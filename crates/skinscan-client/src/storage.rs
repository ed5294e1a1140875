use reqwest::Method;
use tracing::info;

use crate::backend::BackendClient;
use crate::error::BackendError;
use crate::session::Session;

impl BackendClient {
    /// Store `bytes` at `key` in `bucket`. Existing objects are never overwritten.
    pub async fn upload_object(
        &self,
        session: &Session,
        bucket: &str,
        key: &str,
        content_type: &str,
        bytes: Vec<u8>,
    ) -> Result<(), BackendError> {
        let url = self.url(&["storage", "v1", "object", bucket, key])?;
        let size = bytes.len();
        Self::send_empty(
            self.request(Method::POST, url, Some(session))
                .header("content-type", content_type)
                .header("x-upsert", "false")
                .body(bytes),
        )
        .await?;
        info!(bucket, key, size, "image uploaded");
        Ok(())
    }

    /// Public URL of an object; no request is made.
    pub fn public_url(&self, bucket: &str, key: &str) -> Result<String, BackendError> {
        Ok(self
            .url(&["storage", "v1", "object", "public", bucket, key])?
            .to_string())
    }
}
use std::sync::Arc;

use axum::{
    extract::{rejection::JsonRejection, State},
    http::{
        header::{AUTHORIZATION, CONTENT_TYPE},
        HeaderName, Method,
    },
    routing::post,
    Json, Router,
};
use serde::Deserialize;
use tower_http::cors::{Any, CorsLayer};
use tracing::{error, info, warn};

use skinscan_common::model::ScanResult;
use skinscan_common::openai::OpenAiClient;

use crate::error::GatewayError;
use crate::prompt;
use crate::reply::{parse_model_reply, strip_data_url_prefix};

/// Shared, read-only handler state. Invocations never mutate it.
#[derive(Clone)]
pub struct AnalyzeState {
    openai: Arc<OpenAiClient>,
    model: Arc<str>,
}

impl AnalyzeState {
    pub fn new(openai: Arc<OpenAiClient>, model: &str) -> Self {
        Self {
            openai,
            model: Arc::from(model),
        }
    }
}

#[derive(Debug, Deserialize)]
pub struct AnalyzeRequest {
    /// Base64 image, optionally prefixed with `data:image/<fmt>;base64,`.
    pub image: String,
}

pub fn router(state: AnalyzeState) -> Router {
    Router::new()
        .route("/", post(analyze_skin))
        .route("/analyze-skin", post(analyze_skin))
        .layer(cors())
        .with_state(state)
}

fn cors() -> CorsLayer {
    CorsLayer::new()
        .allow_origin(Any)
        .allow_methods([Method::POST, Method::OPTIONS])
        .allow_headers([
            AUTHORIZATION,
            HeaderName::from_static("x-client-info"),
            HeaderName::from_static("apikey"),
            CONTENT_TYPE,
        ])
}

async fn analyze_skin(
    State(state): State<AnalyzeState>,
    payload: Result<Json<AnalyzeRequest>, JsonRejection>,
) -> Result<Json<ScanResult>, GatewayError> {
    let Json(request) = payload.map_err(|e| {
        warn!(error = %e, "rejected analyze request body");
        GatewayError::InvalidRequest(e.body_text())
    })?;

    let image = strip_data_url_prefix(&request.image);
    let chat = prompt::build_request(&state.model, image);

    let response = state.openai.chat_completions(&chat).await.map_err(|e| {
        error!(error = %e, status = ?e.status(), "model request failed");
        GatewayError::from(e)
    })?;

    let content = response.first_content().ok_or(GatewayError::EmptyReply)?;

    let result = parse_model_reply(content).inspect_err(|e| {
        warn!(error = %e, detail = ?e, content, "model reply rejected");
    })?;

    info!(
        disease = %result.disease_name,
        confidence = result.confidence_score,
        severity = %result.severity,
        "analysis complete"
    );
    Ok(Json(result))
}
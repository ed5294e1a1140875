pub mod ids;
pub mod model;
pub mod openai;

---

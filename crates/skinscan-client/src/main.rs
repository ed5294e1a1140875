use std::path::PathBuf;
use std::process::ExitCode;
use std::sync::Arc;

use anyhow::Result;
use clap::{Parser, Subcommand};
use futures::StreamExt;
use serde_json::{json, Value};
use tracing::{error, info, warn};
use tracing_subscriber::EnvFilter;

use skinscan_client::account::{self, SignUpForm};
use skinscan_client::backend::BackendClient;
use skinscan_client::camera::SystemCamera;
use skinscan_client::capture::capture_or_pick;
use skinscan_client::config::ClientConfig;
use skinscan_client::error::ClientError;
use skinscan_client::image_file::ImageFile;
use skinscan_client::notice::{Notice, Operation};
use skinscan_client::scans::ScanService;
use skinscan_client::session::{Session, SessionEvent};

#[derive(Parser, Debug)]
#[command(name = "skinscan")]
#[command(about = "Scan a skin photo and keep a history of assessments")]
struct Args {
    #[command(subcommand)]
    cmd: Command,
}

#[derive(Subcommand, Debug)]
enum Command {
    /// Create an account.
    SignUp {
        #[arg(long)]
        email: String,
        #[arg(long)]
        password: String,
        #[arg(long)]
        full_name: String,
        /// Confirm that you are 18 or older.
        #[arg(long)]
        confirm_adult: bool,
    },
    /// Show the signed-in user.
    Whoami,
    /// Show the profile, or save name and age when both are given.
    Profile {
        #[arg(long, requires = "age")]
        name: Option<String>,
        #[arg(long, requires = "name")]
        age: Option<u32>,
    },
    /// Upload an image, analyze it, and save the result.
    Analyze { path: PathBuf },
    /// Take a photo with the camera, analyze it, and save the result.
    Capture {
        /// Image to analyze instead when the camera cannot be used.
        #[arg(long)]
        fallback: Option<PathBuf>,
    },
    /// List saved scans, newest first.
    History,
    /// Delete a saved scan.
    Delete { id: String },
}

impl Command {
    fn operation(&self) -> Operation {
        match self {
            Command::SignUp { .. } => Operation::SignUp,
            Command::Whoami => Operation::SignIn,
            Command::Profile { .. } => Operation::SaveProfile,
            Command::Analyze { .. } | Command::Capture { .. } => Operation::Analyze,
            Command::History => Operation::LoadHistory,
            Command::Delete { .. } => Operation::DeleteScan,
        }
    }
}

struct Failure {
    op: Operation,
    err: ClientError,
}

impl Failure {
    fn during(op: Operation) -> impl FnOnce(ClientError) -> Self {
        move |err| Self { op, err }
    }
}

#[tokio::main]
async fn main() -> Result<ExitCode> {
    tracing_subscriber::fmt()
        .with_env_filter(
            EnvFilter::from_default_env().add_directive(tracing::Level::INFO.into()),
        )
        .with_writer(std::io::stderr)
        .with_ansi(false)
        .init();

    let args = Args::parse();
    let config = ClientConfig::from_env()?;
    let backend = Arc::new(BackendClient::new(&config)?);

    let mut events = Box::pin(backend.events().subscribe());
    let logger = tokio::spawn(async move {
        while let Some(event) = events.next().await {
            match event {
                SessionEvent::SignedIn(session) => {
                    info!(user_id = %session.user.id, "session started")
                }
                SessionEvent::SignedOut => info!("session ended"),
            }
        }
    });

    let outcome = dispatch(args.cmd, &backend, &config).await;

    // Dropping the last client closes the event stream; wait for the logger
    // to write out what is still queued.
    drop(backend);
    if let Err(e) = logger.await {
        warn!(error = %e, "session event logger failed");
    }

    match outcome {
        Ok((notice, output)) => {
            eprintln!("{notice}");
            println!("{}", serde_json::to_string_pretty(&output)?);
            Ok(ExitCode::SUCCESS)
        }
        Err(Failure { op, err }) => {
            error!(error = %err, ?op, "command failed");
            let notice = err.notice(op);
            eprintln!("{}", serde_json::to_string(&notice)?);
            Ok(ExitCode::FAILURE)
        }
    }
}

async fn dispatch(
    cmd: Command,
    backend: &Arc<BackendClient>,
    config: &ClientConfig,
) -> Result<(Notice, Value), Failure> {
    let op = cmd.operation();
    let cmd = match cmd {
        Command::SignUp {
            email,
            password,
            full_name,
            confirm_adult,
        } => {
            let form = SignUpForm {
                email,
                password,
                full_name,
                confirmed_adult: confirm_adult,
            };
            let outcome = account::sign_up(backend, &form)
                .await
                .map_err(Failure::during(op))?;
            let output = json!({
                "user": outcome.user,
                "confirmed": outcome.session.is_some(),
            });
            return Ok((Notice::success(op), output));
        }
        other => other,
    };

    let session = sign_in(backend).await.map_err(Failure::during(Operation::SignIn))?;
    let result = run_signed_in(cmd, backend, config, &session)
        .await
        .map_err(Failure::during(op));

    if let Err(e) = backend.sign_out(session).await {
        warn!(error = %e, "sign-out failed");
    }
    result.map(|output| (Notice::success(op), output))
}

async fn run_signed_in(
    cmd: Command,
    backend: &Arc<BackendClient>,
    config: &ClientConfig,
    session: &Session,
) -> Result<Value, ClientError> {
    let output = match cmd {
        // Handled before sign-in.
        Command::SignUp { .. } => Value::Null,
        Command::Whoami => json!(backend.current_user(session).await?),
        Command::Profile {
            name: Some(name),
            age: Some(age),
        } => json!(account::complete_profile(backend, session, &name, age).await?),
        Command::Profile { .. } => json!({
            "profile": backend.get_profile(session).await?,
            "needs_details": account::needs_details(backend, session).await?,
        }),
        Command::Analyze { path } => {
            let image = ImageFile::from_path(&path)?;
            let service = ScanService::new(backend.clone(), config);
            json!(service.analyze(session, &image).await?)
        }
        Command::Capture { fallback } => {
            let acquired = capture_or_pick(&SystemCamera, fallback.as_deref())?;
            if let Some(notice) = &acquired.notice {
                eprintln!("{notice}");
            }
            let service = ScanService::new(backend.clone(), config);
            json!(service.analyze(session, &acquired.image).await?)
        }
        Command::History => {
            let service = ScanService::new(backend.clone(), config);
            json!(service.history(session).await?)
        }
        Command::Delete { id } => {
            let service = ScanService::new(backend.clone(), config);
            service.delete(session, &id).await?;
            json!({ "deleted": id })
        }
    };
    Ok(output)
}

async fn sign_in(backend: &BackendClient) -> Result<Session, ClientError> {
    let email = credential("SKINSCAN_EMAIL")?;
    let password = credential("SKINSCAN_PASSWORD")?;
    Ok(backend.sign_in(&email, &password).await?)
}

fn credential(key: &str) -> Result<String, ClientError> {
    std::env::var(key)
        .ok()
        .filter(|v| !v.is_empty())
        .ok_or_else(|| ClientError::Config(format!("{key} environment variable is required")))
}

__TASK__
Reproduce exactly, and with no other material, the lines between those holding "filename crates/skinscan-client/src/storage.rs" and "self.request(Method::POST, url, Some(session))", inclusive.

__ANSWER TO THIS EXERCISE__
filename crates/skinscan-client/src/storage.rs
repository ed5294e1a1140875
use reqwest::Method;
use tracing::info;

use crate::backend::BackendClient;
use crate::error::BackendError;
use crate::session::Session;

impl BackendClient {
    /// Store `bytes` at `key` in `bucket`. Existing objects are never overwritten.
    pub async fn upload_object(
        &self,
        session: &Session,
        bucket: &str,
        key: &str,
        content_type: &str,
        bytes: Vec<u8>,
    ) -> Result<(), BackendError> {
        let url = self.url(&["storage", "v1", "object", bucket, key])?;
        let size = bytes.len();
        Self::send_empty(
            self.request(Method::POST, url, Some(session))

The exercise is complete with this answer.